▶ _Task directions_: Instruction for the data below: set down exactly the lines from the line with "transport.send_proposal(peer, proposal, timeout).await;" to the line with "Ok(response) if response.peer_id", inclusive, and no others.

Excerpts from a dataset
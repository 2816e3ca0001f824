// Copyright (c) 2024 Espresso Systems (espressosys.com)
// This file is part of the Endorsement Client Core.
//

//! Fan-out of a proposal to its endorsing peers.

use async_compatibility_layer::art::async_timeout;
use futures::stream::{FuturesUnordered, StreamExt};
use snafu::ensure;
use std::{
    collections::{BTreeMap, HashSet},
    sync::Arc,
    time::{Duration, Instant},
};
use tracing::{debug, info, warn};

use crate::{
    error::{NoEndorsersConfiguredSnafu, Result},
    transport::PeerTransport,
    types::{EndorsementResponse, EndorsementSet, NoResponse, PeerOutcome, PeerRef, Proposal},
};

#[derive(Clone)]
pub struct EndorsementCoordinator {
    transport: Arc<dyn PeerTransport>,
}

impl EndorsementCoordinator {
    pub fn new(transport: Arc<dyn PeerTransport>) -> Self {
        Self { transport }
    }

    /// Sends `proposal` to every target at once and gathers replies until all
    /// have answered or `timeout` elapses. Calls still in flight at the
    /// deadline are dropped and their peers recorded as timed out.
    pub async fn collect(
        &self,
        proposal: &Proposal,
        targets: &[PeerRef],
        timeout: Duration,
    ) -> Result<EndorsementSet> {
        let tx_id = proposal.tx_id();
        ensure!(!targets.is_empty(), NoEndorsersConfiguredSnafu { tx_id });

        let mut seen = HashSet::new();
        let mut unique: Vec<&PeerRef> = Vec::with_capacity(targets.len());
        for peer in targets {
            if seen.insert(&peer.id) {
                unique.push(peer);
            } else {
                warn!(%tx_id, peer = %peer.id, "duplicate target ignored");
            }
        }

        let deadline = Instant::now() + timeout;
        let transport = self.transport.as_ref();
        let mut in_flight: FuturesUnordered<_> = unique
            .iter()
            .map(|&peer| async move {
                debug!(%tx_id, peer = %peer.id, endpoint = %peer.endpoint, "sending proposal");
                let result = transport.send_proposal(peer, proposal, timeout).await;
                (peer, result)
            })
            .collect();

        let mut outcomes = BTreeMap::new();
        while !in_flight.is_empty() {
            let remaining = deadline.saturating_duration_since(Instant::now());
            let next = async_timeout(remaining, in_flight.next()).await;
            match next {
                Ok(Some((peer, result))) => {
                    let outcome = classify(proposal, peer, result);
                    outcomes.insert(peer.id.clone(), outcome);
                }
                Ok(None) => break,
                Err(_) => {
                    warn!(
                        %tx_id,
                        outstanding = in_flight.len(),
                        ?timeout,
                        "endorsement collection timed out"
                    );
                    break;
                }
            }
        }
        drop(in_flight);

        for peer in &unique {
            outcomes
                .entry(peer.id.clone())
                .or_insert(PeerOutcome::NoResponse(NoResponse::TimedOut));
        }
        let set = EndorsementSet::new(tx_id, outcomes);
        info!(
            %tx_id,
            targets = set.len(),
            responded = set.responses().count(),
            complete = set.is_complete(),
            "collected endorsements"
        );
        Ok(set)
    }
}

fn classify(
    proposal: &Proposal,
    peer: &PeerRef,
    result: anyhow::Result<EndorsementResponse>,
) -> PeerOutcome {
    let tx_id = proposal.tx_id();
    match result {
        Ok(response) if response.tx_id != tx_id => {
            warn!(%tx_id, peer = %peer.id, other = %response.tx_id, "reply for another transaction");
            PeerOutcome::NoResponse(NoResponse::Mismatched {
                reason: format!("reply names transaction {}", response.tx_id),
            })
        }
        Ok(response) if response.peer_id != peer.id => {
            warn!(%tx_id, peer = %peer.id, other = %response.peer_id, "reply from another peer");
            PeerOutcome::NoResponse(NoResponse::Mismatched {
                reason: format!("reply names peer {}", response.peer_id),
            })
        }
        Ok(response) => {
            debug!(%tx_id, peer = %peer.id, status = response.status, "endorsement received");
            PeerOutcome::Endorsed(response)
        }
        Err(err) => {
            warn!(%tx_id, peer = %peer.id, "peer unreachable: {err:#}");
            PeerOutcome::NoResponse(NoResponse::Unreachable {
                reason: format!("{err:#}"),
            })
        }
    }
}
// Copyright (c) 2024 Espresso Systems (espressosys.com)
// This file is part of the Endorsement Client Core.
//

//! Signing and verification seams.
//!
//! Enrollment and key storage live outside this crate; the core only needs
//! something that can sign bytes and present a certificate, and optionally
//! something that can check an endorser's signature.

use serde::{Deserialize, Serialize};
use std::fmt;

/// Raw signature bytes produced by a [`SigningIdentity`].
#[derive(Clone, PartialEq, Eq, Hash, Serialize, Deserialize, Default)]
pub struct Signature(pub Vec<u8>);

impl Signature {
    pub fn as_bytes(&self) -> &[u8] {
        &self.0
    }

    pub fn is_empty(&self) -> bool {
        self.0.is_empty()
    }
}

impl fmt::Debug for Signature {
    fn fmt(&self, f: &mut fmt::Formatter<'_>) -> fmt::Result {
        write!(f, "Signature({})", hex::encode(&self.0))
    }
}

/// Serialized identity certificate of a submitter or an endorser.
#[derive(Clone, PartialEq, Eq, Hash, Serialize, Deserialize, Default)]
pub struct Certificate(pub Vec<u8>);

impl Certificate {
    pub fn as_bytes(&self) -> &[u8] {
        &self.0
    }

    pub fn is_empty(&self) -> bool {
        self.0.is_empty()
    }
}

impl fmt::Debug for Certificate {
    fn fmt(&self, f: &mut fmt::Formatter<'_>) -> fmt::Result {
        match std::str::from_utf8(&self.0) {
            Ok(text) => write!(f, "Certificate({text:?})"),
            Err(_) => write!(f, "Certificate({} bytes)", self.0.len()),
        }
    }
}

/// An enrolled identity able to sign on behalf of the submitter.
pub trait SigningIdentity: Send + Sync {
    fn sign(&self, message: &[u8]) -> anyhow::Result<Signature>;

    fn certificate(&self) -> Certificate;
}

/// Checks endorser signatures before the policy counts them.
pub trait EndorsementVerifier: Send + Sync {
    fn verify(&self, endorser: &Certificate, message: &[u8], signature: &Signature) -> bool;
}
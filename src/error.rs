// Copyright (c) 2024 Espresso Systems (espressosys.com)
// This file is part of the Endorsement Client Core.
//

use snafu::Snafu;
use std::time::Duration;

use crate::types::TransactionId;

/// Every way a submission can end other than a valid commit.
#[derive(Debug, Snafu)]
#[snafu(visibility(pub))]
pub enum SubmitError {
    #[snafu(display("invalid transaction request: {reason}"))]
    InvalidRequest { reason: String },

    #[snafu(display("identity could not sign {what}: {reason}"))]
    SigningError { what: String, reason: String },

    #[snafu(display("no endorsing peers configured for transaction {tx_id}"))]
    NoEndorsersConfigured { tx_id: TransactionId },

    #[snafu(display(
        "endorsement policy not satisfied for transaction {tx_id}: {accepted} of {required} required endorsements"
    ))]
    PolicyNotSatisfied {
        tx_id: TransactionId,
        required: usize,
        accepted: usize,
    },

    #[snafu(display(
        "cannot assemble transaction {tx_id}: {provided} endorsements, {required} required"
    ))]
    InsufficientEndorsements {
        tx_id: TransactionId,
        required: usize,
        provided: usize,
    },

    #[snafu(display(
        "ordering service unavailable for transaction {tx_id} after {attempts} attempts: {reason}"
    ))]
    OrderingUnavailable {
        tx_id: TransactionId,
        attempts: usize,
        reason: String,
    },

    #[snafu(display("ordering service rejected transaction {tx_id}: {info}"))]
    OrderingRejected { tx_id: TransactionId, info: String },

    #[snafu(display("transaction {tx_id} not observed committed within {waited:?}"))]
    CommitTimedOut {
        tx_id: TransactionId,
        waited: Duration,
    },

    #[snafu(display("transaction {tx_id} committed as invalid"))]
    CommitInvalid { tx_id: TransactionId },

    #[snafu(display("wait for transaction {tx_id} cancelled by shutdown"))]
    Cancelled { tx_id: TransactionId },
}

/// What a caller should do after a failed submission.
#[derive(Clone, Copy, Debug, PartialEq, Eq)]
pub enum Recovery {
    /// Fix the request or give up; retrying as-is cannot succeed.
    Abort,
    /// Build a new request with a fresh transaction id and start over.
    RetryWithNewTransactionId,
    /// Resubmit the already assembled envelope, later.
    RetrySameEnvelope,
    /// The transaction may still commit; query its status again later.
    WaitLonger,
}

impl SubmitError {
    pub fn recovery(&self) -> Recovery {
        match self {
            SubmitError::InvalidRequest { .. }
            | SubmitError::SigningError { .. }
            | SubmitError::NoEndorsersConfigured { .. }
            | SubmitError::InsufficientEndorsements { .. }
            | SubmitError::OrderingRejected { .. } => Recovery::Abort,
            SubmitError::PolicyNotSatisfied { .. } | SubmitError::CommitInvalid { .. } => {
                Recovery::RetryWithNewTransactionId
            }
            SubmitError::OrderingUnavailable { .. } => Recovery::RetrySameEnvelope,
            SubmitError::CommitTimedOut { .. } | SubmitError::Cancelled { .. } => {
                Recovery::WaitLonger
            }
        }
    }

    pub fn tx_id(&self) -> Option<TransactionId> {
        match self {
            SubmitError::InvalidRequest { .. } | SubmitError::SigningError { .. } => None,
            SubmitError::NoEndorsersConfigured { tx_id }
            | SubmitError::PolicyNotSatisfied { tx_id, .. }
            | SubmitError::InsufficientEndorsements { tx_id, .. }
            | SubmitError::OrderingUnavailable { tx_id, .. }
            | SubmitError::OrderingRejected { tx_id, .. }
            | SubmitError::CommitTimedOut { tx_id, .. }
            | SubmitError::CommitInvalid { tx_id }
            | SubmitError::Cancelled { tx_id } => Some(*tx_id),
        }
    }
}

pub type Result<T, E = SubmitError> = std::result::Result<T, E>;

▶ _Exercise response_:
                let result = transport.send_proposal(peer, proposal, timeout).await;
                (peer, result)
            })
            .collect();

        let mut outcomes = BTreeMap::new();
        while !in_flight.is_empty() {
            let remaining = deadline.saturating_duration_since(Instant::now());
            let next = async_timeout(remaining, in_flight.next()).await;
            match next {
                Ok(Some((peer, result))) => {
                    let outcome = classify(proposal, peer, result);
                    outcomes.insert(peer.id.clone(), outcome);
                }
                Ok(None) => break,
                Err(_) => {
                    warn!(
                        %tx_id,
                        outstanding = in_flight.len(),
                        ?timeout,
                        "endorsement collection timed out"
                    );
                    break;
                }
            }
        }
        drop(in_flight);

        for peer in &unique {
            outcomes
                .entry(peer.id.clone())
                .or_insert(PeerOutcome::NoResponse(NoResponse::TimedOut));
        }
        let set = EndorsementSet::new(tx_id, outcomes);
        info!(
            %tx_id,
            targets = set.len(),
            responded = set.responses().count(),
            complete = set.is_complete(),
            "collected endorsements"
        );
        Ok(set)
    }
}

fn classify(
    proposal: &Proposal,
    peer: &PeerRef,
    result: anyhow::Result<EndorsementResponse>,
) -> PeerOutcome {
    let tx_id = proposal.tx_id();
    match result {
        Ok(response) if response.tx_id != tx_id => {
            warn!(%tx_id, peer = %peer.id, other = %response.tx_id, "reply for another transaction");
            PeerOutcome::NoResponse(NoResponse::Mismatched {
                reason: format!("reply names transaction {}", response.tx_id),
            })
        }
        Ok(response) if response.peer_id != peer.id => {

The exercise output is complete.